Most data contract engines are database-centric, slow to connect, and heavy. **Polaguard** shifts data quality left:
*   **Zero Infrastructure:** No cloud dependencies, database logins, or heavy configuration.
*   **Blazing Fast:** Vectorized execution handling millions of rows in milliseconds using [Polars](https://pola.rs).
*   **Pipeline Native:** Designed to block git commits and GitHub Action pipelines via automated exit codes.

## 🚀 Quick Start

### 1. Install
```bash
pip install polaguard
```

### 2. Auto-Generate a Contract Schema
Point Polaguard at a clean file. It will automatically infer your structures, formats, uniqueness, and null distributions.
```bash
polaguard init --file data/baseline.parquet --output contract.yaml
```

### 3. Check Incoming Batches
Instantly check incoming files against your established standards:
```bash
polaguard check --file data/new_batch.csv --contract contract.yaml
```

### 4. Use the Python API
```python
from pathlib import Path
from polaguard import validate_file

result = validate_file(Path("data/new_batch.csv"), Path("contract.yaml"))
if not result.is_valid:
  print(result.errors)
```

### 5. Check CLI Version
```bash
polaguard --version
```

## 🛠️ Automated Integrations

### Pre-Commit Hooks
Catch structure breaking data changes before making a git commit. Add this to your `.pre-commit-config.yaml`:

```yaml
repos:
  - repo: https://github.com/osadose/polaguard
    rev: v0.2.0
    hooks:
      - id: polaguard
        args: ["check", "--file", "data/raw_inputs.csv", "--contract", "contract.yaml"]
```

## 📄 Schema Configuration & Constraints

Polaguard YAML contracts support dataset-level constraints, column validations, and custom SQL expression assertions.

### Dataset-level Constraints
* `min_columns` (integer): Minimal number of columns required.
* `min_rows` (integer): Minimal number of rows required.
* `allow_extra_columns` (boolean): Whether to fail if the dataset contains columns not defined in the contract.

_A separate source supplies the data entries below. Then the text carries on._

//! thermometer-bridge binary entry point.

use std::process::ExitCode;

use thermometer_bridge::api::{serve, AppState};
use thermometer_bridge::cli::{self, Args};
use thermometer_bridge::config::Config;
use thermometer_bridge::{logging, runtime, SimulatedSensorService};
use tracing::{error, info, warn};

#[tokio::main]
async fn main() -> ExitCode {
    let args = match cli::parse_args() {
        Ok(args) => args,
        Err(e) => {
            eprintln!("error: {}", e);
            eprintln!("Try 'thermometer-bridge --help' for more information.");
            return ExitCode::from(2);
        }
    };

    if args.help {
        cli::print_help();
        return ExitCode::SUCCESS;
    }

    if args.version {
        cli::print_version();
        return ExitCode::SUCCESS;
    }

    match run(args).await {
        Ok(()) => ExitCode::SUCCESS,
        Err(e) => {
            error!("{}", e);
            eprintln!("error: {}", e);
            ExitCode::FAILURE
        }
    }
}

async fn run(args: Args) -> Result<(), Box<dyn std::error::Error>> {
    let config = Config::load(&args)?;
    let _ = logging::try_init_with_level(Some(config.log_filter()));

    info!("thermometer-bridge v{}", env!("CARGO_PKG_VERSION"));

    let server = config.to_server_config()?;
    let options = config.session_options()?;
    let settings = config.simulator_settings()?;

    if !settings.present {
        warn!("simulated device has no ambient temperature sensor");
    }

    let (plugin, task) = runtime::spawn(
        move |sink| SimulatedSensorService::new(settings, sink),
        options,
    );
    let state = AppState::new(plugin.clone());

    serve(server, state, shutdown_signal()).await?;

    info!("Shutting down thermometer plugin");
    if let Err(e) = plugin.shutdown().await {
        warn!(error = %e, "plugin loop already stopped");
    }
    drop(plugin);
    let _ = task.await;

    Ok(())
}

async fn shutdown_signal() {
    if let Err(e) = tokio::signal::ctrl_c().await {
        warn!(error = %e, "failed to listen for ctrl-c");
        std::future::pending::<()>().await;
    }
    info!("Received shutdown signal");
}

### Column-level Validations
Under `columns.<column_name>`:
* `type`: One of `int`, `float`, `str`, `bool`, `date`, `datetime`.
* `required` (boolean): Failing check if the column is absent.
* `unique` (boolean): Evaluates if values must be distinct.
* `null_threshold` (float between `0.0` and `1.0`): Permissible ratio of null values (e.g. `0.2` allows up to 20% nulls).
* `regex` (string): For `str` columns, regular expression format checking.
* `allowed_values` (list): Defines an enum of permitted values.
* `min_value` / `max_value` (any): Upper and lower boundary limits (for numeric, date, and datetime columns).
* `min_length` / `max_length` (integer): Length limits for character strings.

### Custom SQL Expressions
Define a list of arbitrary SQL checks evaluated in Polars against the dataset under `expressions`:
```yaml
expressions:
  - "age >= 18"
  - "start_date < end_date"
  - "revenue - cost > 0"
```

## 📜 License

This project is licensed under the MIT License — see the [LICENSE](LICENSE) file for details.